Du 26 juillet 1952, date à laquelle elle meurt dans une grandiose
manipulation médiatico-électorale où l'on voit les argentins
demander sa canonisation, jusqu'au renversement de Juan Peron par les militaires
le 16 septembre 1955, les informations radiophoniques s'interrompaient par
exemple tous les soirs pour permettre au présentateur de rappeler
gravement au peuple : Il est vingt heures et vingt cinq minutes, l'heure
où Eva Peron est entrée dans l'immortalité. Après
Juan Peron mais toujours pour raisons d'état, le cadavre de l'immortelle
aux milles paires de chaussures connût une errance agitée et
fut bringuebalé de sépultures secrètes en vrais-faux
tombeaux pendant une vingtaine d'années tout autour du monde avant
de trouver enfin la paix.
L'Eva Peron de Copi n'est toutefois pas une simple fable sociopolitique autour
du mythe de cette femme. En 1969, l'auteur est âgé de 30 ans
et vit à Paris où son père journaliste
s'était exilé pour fuir le régime. Poète,
romancier, dramaturge, dessinateur humoristique au Nouvel Obs (la fameuse "femme assise"), il a déjà
écrit quelques essais et une pièce de théâtre. Ses thèmes de travail, s'ils sont proches
politiquement de ceux de la plupart des autres artistes et écrivains
argentins ou chiliens exilés à Paris dans ces années-là,
commencent aussi à être beaucoup plus décalés,
ricanants et hallucinés. Influencé par Genet, Artaud, Jarry
et Beckett ainsi que par tout l'univers de révolte, de BD et de libération
sexuelle de l'époque, "l'enfant pornographe" ne lésine pas plus
sur la subversion que sur la dérision et l'absurde. Ses personnages
extravagants -- les personnes réelles qui les inspirent le sont-elles
moins ? -- évoluent dans un monde de folie qui va de l'anxiété
la plus noire à la grandiloquence la plus hystérique.

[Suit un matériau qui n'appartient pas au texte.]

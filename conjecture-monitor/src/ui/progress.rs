//! Step checklist and connection status panel

use ratatui::{
    layout::Rect,
    style::{Color, Modifier, Style},
    text::{Line, Span},
    widgets::{Block, Borders, List, ListItem},
    Frame,
};

use conjecture_client::{ConnectionStatus, StepStatus};

use crate::app::App;

pub fn render_progress(f: &mut Frame, area: Rect, app: &App) {
    let session = app.monitor.session();

    let block = Block::default().borders(Borders::ALL).title(format!(
        " Phase {}: {} ",
        session.phase.number(),
        session.phase.title()
    ));
    let inner_area = block.inner(area);
    f.render_widget(block, area);

    let mut items: Vec<ListItem> = session
        .steps
        .iter()
        .map(|step| {
            let (symbol, color) = match step.status {
                StepStatus::Pending => ("-", Color::DarkGray),
                StepStatus::Running => (">", Color::Yellow),
                StepStatus::Complete => ("+", Color::Green),
                StepStatus::Error => ("x", Color::Red),
            };

            let mut title = vec![
                Span::styled(format!(" {symbol} "), Style::default().fg(color)),
                Span::styled(
                    step.name,
                    Style::default()
                        .fg(if step.status == StepStatus::Running {
                            Color::White
                        } else {
                            Color::Gray
                        })
                        .add_modifier(if step.status == StepStatus::Running {
                            Modifier::BOLD
                        } else {
                            Modifier::empty()
                        }),
                ),
            ];
            if let Some(progress) = step.progress {
                title.push(Span::styled(
                    format!("  {progress}%"),
                    Style::default().fg(Color::Yellow),
                ));
            }

            let mut lines = vec![Line::from(title)];
            if let Some(message) = &step.message {
                lines.push(Line::from(Span::styled(
                    format!("     {message}"),
                    Style::default().fg(Color::DarkGray),
                )));
            }
            ListItem::new(lines)
        })
        .collect();

    items.push(ListItem::new(Line::from("")));

    let mut info = vec![Span::styled(
        format!(" iteration {}", session.iteration),
        Style::default().fg(Color::DarkGray),
    )];
    if let Some(critic_status) = &session.artifacts.critic_status {
        info.push(Span::raw("   "));
        info.push(Span::styled(
            format!("critic: {critic_status}"),
            Style::default().fg(if critic_status == "PASS" {
                Color::Green
            } else {
                Color::Yellow
            }),
        ));
    }
    items.push(ListItem::new(Line::from(info)));

    let (connection, color) = match app.monitor.status() {
        ConnectionStatus::Idle => ("idle", Color::DarkGray),
        ConnectionStatus::Connecting => ("connecting...", Color::Yellow),
        ConnectionStatus::Connected => ("connected", Color::Green),
        ConnectionStatus::Disconnected => ("disconnected", Color::DarkGray),
    };
    let mut connection_line = vec![Span::styled(
        format!(" * {connection}"),
        Style::default().fg(color),
    )];
    if let Some(at) = &app.last_update {
        connection_line.push(Span::styled(
            format!("   last event {}", at.format("%H:%M:%S")),
            Style::default().fg(Color::DarkGray),
        ));
    }
    items.push(ListItem::new(Line::from(connection_line)));

    f.render_widget(List::new(items), inner_area);
}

A travers la mort de l'égérie d'un dictateur, Copi nous interroge
plus sur le travestissement du réel, l'identité sexuelle, l'oppression
universelle du pouvoir et la solitude existentielle que sur les grotesques
et violentes dérives du mouvement péroniste argentin. Bien
entendu, cela n'a pas empêché les militaires de l'époque
d'interdire ses textes en Amérique latine mais la pièce fût
montée à Paris, dès 1970, par Alfredo Arias, et même
si elle ne fût traduite en espagnol que trente ans après avoir
été écrite, plusieurs auteurs l'ont déjà
mise en scène avec succès. Aucune dictature, hormis peut-être la mort, n'a jamais
été de taille à lutter contre le surgissement du rire.
Eva Peron est encore hommagée chaque année
à Buenos Aires par le syndicat péroniste. Copi, lui, est décédé
après un ultime pied de nez en 1987, victime du sida.